▶ **Your objective**: Report all lines of the records that contain "NotFound".

(Items from a dataset)

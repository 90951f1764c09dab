//! Page route variants.
//!
//! # Responsibilities
//! - Model every addressable page as one variant of a closed enum
//! - Carry the minimal identifiers needed to fetch content for that page
//! - Render a route back to its literal path (canonical URLs, logging)
//!
//! # Design Decisions
//! - Native sum type with exhaustive `match` at every dispatch site; adding
//!   a variant breaks the build until all dispatchers handle it
//! - `NotFound` keeps the original path verbatim
//! - Identifiers are opaque strings; the remote API is the validator

use std::fmt;

/// A user or org handle, e.g. `@alice`. Always carries the leading marker.
pub const USER_MARKER: char = '@';

/// Reference to a line of development within a project.
///
/// Either a plain branch name (`main`), a contributor-scoped branch
/// (`@alice/feature`), or a release ref (`releases/1.2.3`).
#[derive(Debug, Clone, PartialEq, Eq)]
pub struct BranchRef(String);

impl BranchRef {
    pub fn new(raw: impl Into<String>) -> Self {
        Self(raw.into())
    }

    pub fn as_str(&self) -> &str {
        &self.0
    }

    /// True when this ref addresses a release rather than a branch.
    pub fn is_release(&self) -> bool {
        self.0.starts_with("releases")
    }
}

impl fmt::Display for BranchRef {
    fn fmt(&self, f: &mut fmt::Formatter<'_>) -> fmt::Result {
        f.write_str(&self.0)
    }
}

/// Kind of a named program entity addressable by fully-qualified name.
#[derive(Debug, Clone, Copy, PartialEq, Eq)]
pub enum DefinitionKind {
    Term,
    Type,
}

impl DefinitionKind {
    /// Parse the pluralized path segment (`terms`, `types`).
    pub fn from_plural(segment: &str) -> Option<Self> {
        match segment {
            "terms" => Some(Self::Term),
            "types" => Some(Self::Type),
            _ => None,
        }
    }

    pub fn plural(self) -> &'static str {
        match self {
            Self::Term => "terms",
            Self::Type => "types",
        }
    }

    pub fn label(self) -> &'static str {
        match self {
            Self::Term => "Term",
            Self::Type => "Type",
        }
    }
}

/// Parsed page route. Construction is total: every path maps to exactly one
/// variant, with `NotFound` as the catch-all.
#[derive(Debug, Clone, PartialEq, Eq)]
pub enum Route {
    UserOverview {
        handle: String,
    },
    ProjectOverview {
        handle: String,
        project_slug: String,
    },
    ProjectCode {
        handle: String,
        project_slug: String,
        branch_ref: Option<BranchRef>,
    },
    ProjectDefinition {
        handle: String,
        project_slug: String,
        branch_ref: BranchRef,
        kind: DefinitionKind,
        fqn: Vec<String>,
    },
    ProjectTickets {
        handle: String,
        project_slug: String,
    },
    ProjectTicket {
        handle: String,
        project_slug: String,
        number: u64,
    },
    ProjectContributions {
        handle: String,
        project_slug: String,
    },
    ProjectContribution {
        handle: String,
        project_slug: String,
        number: u64,
    },
    ProjectReleases {
        handle: String,
        project_slug: String,
    },
    ProjectRelease {
        handle: String,
        project_slug: String,
        version: String,
    },
    ProjectBranches {
        handle: String,
        project_slug: String,
    },
    NotFound {
        path: String,
    },
}

impl Route {
    /// Stable variant name for logs and metric labels.
    pub fn kind_name(&self) -> &'static str {
        match self {
            Route::UserOverview { .. } => "user_overview",
            Route::ProjectOverview { .. } => "project_overview",
            Route::ProjectCode { .. } => "project_code",
            Route::ProjectDefinition { .. } => "project_definition",
            Route::ProjectTickets { .. } => "project_tickets",
            Route::ProjectTicket { .. } => "project_ticket",
            Route::ProjectContributions { .. } => "project_contributions",
            Route::ProjectContribution { .. } => "project_contribution",
            Route::ProjectReleases { .. } => "project_releases",
            Route::ProjectRelease { .. } => "project_release",
            Route::ProjectBranches { .. } => "project_branches",
            Route::NotFound { .. } => "not_found",
        }
    }
}

impl fmt::Display for Route {
    /// The literal page path for this route. `NotFound` echoes the original
    /// path unchanged, so `Display` round-trips through the parser.
    fn fmt(&self, f: &mut fmt::Formatter<'_>) -> fmt::Result {
        match self {
            Route::UserOverview { handle } => write!(f, "/{handle}"),
            Route::ProjectOverview {
                handle,
                project_slug,
            } => write!(f, "/{handle}/{project_slug}"),
            Route::ProjectCode {
                handle,
                project_slug,
                branch_ref: None,
            } => write!(f, "/{handle}/{project_slug}/code"),
            Route::ProjectCode {
                handle,
                project_slug,
                branch_ref: Some(branch_ref),
            } => write!(f, "/{handle}/{project_slug}/code/{branch_ref}"),
            Route::ProjectDefinition {
                handle,
                project_slug,
                branch_ref,
                kind,
                fqn,
            } => write!(
                f,
                "/{handle}/{project_slug}/code/{branch_ref}/{}/{}",
                kind.plural(),
                fqn.join("/")
            ),
            Route::ProjectTickets {
                handle,
                project_slug,
            } => write!(f, "/{handle}/{project_slug}/tickets"),
            Route::ProjectTicket {
                handle,
                project_slug,
                number,
            } => write!(f, "/{handle}/{project_slug}/tickets/{number}"),
            Route::ProjectContributions {
                handle,
                project_slug,
            } => write!(f, "/{handle}/{project_slug}/contributions"),
            Route::ProjectContribution {
                handle,
                project_slug,
                number,
            } => write!(f, "/{handle}/{project_slug}/contributions/{number}"),
            Route::ProjectReleases {
                handle,
                project_slug,
            } => write!(f, "/{handle}/{project_slug}/releases"),
            Route::ProjectRelease {
                handle,
                project_slug,
                version,
            } => write!(f, "/{handle}/{project_slug}/releases/{version}"),
            Route::ProjectBranches {
                handle,
                project_slug,
            } => write!(f, "/{handle}/{project_slug}/branches"),
            Route::NotFound { path } => f.write_str(path),
        }
    }
}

▶ **Finished task**:
//! - `NotFound` keeps the original path verbatim
/// variant, with `NotFound` as the catch-all.
    NotFound {
            Route::NotFound { .. } => "not_found",
    /// The literal page path for this route. `NotFound` echoes the original
            Route::NotFound { path } => f.write_str(path),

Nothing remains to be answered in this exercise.